OpenSolaris

  subsites:   Code Reviews   Gates   Issues   Defects   Polls   Test   PKG   Planet   Mail
You are not signed in. Sign in or register.

OpenSolaris DSCM Evaluation: Mercurial

A. Tool Information

Mercurial version 0.8.

B. Configuration Details

1. CPU architecture and machine specifics

kosh$ psrinfo -v
Status of virtual processor 0 as of: 03/30/2006 14:15:16
  on-line since 03/09/2006 16:44:59.
  The i386 processor operates at 1600 MHz,
        and has an i387 compatible floating point processor.
kosh$ uname -a
SunOS kosh 5.11 snv_35 i86pc i386 i86pc
    

2. Memory available

Memory size: 1024 Megabytes
    

3. Size of the repository (space)

641MB, including working directory. This repository mirrors ON's internal Teamware workspace as of 2006-04-11 16:52:19Z and has history back to build 18 (shortly after the OpenSolaris launch).

4. Number of files in the repository

43,311.

5. Average number of deltas per file

1.3.

More details: 1,884 changesets, 57,173 changes. (57173/43311=1.3)

C. Evaluation Areas

1. Operation Functionality

(Refer to the Requirements Document for detail.)

e1. unbiased and disconnected distribution

Mercurial implements a model of independent repositories, though a repository can be configured to have a de-facto parent.

Mercurial supports updates between two repositories with a common ancestor. If child-2 pulls from child-1 and has one or more changesets that aren't in child-1 (a common scenario in ON development), child-2 will have to do an "update -m", even if the changes are non-conflicting. Unlike Teamware, the merge must then be explicitly committed. (This is a feature, since it means you can test the merge before committing it, but it seems likely to cause confusion for Sun engineers. If we use Mercurial Queues for most development work, this issue probably goes away.)

The "disconnected-use" requirements are all satisfied.

e2. networked operation

As mentioned in the requirements document, Mercurial supports remote access via ssh. Pulls can also be done over HTTP. (And of course NFS can be used for pushes and pulls).

e3. interface stability and completeness

storage

The storage representation appears to be well-documented.

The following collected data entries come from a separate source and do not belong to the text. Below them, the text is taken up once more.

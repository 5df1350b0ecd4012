#[cfg(desktop)]
use tauri_plugin_autostart::MacosLauncher;

mod app;
mod commands;
mod config;
mod error;

pub use config::ShellConfig;
pub use error::{ShellError, ShellResult};

#[cfg_attr(mobile, tauri::mobile_entry_point)]
pub fn run() {
    let mut builder = tauri::Builder::default();

    #[cfg(desktop)]
    {
        // Must be registered first so a second launch exits before doing anything.
        builder = builder
            .plugin(tauri_plugin_single_instance::init(|app, _argv, _cwd| {
                app::show_main_window(app);
            }))
            .plugin(tauri_plugin_global_shortcut::Builder::new().build())
            .plugin(tauri_plugin_autostart::init(MacosLauncher::LaunchAgent, None));
    }

    builder
        .plugin(tauri_plugin_opener::init())
        .on_window_event(app::events::handle_window_event)
        .on_menu_event(app::events::handle_menu_event)
        .invoke_handler(tauri::generate_handler![
            commands::context_menu::show_content_context_menu,
        ])
        .setup(|app| {
            app::setup(app.handle())?;
            Ok(())
        })
        .build(tauri::generate_context!())
        .expect("error while building tauri application")
        .run(app::events::handle_run_event);
}
//! Fixed product configuration.
//!
//! The shell points at one hosted dashboard and never leaves its origin, so
//! everything here is compiled in. `ShellConfig` is built once at startup and
//! owned by [`crate::app::ShellState`].

use tauri::Url;

use crate::error::{ResultExt, ShellResult};

/// Title pinned on the window and used as the tray tooltip.
pub const APP_TITLE: &str = "Vercel Desktop";

/// Page loaded into the main window at startup.
pub const DASHBOARD_URL: &str = "https://vercel.com/dashboard";

/// Origin the navigation guard keeps the window confined to.
pub const ALLOWED_ORIGIN: &str = "https://vercel.com";

/// Label of the single webview window.
pub const MAIN_WINDOW_LABEL: &str = "main";

/// Id of the single tray icon.
pub const TRAY_ID: &str = "main-tray";

/// Preference file name inside the app data directory.
pub const PREFERENCES_FILE: &str = "config.json";

/// Directory (relative to the resource dir) holding `icon.*`.
pub const ASSETS_DIR: &str = "assets";

/// Icon file stem, tried with each of [`ICON_EXTENSIONS`].
pub const ICON_BASENAME: &str = "icon";

/// Icon formats in priority order; the first one is the fallback path.
pub const ICON_EXTENSIONS: [&str; 3] = ["png", "ico", "svg"];

/// Edge length of the tray icon in pixels.
pub const TRAY_ICON_SIZE: u32 = 16;

#[derive(Debug, Clone)]
pub struct ShellConfig {
    pub title: String,
    pub dashboard_url: Url,
    pub allowed_origin: Url,
    pub window_width: f64,
    pub window_height: f64,
    pub tray_icon_size: u32,
}

impl ShellConfig {
    /// Build a config for a different dashboard. Used by tests and kept
    /// fallible because both URLs are parsed.
    pub fn for_dashboard(dashboard_url: &str, allowed_origin: &str) -> ShellResult<Self> {
        Ok(Self {
            title: APP_TITLE.to_string(),
            dashboard_url: Url::parse(dashboard_url)
                .with_context(|| format!("invalid dashboard URL {dashboard_url:?}"))?,
            allowed_origin: Url::parse(allowed_origin)
                .with_context(|| format!("invalid allowed origin {allowed_origin:?}"))?,
            window_width: 1280.0,
            window_height: 800.0,
            tray_icon_size: TRAY_ICON_SIZE,
        })
    }
}

impl Default for ShellConfig {
    fn default() -> Self {
        // Both constants are literals checked by the tests below.
        Self::for_dashboard(DASHBOARD_URL, ALLOWED_ORIGIN)
            .expect("built-in dashboard URLs are valid")
    }
}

Certainly there's more information on the Mercurial website than we've been able to find for SCCS's storage representation.

Mercurial's storage representation does not use Unix i-numbers, so snapshots such as those provided by ZFS or Network Appliance filers should not cause problems.

A ZFS snapshot can be used as the source for a Mercurial clone operation.

At least some of the on-disk data structures do not appear to be versioned. This is a potential hazard. At least one storage representation change is planned: "RevlogNG", which is planned for Mercurial 0.9. This change is expected to address the versioning issue.

On-disk data structures are binary files, but I had no problems using the same repository from both SPARC and x86 systems. Binary files give improved performance, but in the unlikely event that manual repairs are needed, we'll need a binary editing program.

Mercurial does not provide its own access control mechanism for controlling access to subtrees within a repository. While it might be possible to restrict user access to certain subtrees using filesystem ACLs, it would probably be better to use various pre-operation hooks (e.g., pretxnchangegroup) to implement that sort of control. Bryan O'Sullivan reports that there is a recipe in the wiki for doing access control over ssh, without needing to create a separate user account for everyone.

command-line interface, hooks

The command-line and hook interfaces appear to be adequately documented.

One nit: the current documentation appears to reflect the current development version of the code, rather than the most recent release[1]; there is nothing in the documentation to clarify what version it applies to. If OpenSolaris uses Mercurial, we may wish to place snapshots of the code and documentation on opensolaris.org to avoid confusion.

The hook infrastructure invokes the named hook(s) with a few tokens such as the changeset ID passed in via the environment. This means that the hook may need to invoke various Mercurial commands to find out more about the changeset. A potential issue is that it may not always be possible to get the desired information back from the existing Mercurial command-line interfaces. For example, "hg log" gives the old and new names of a renamed file, along with the names of any other files involved in the changeset, but it can't tell you that file "foo" was renamed to "bar". Fortunately, all the known examples of this problem are considered bugs and have fixes planned.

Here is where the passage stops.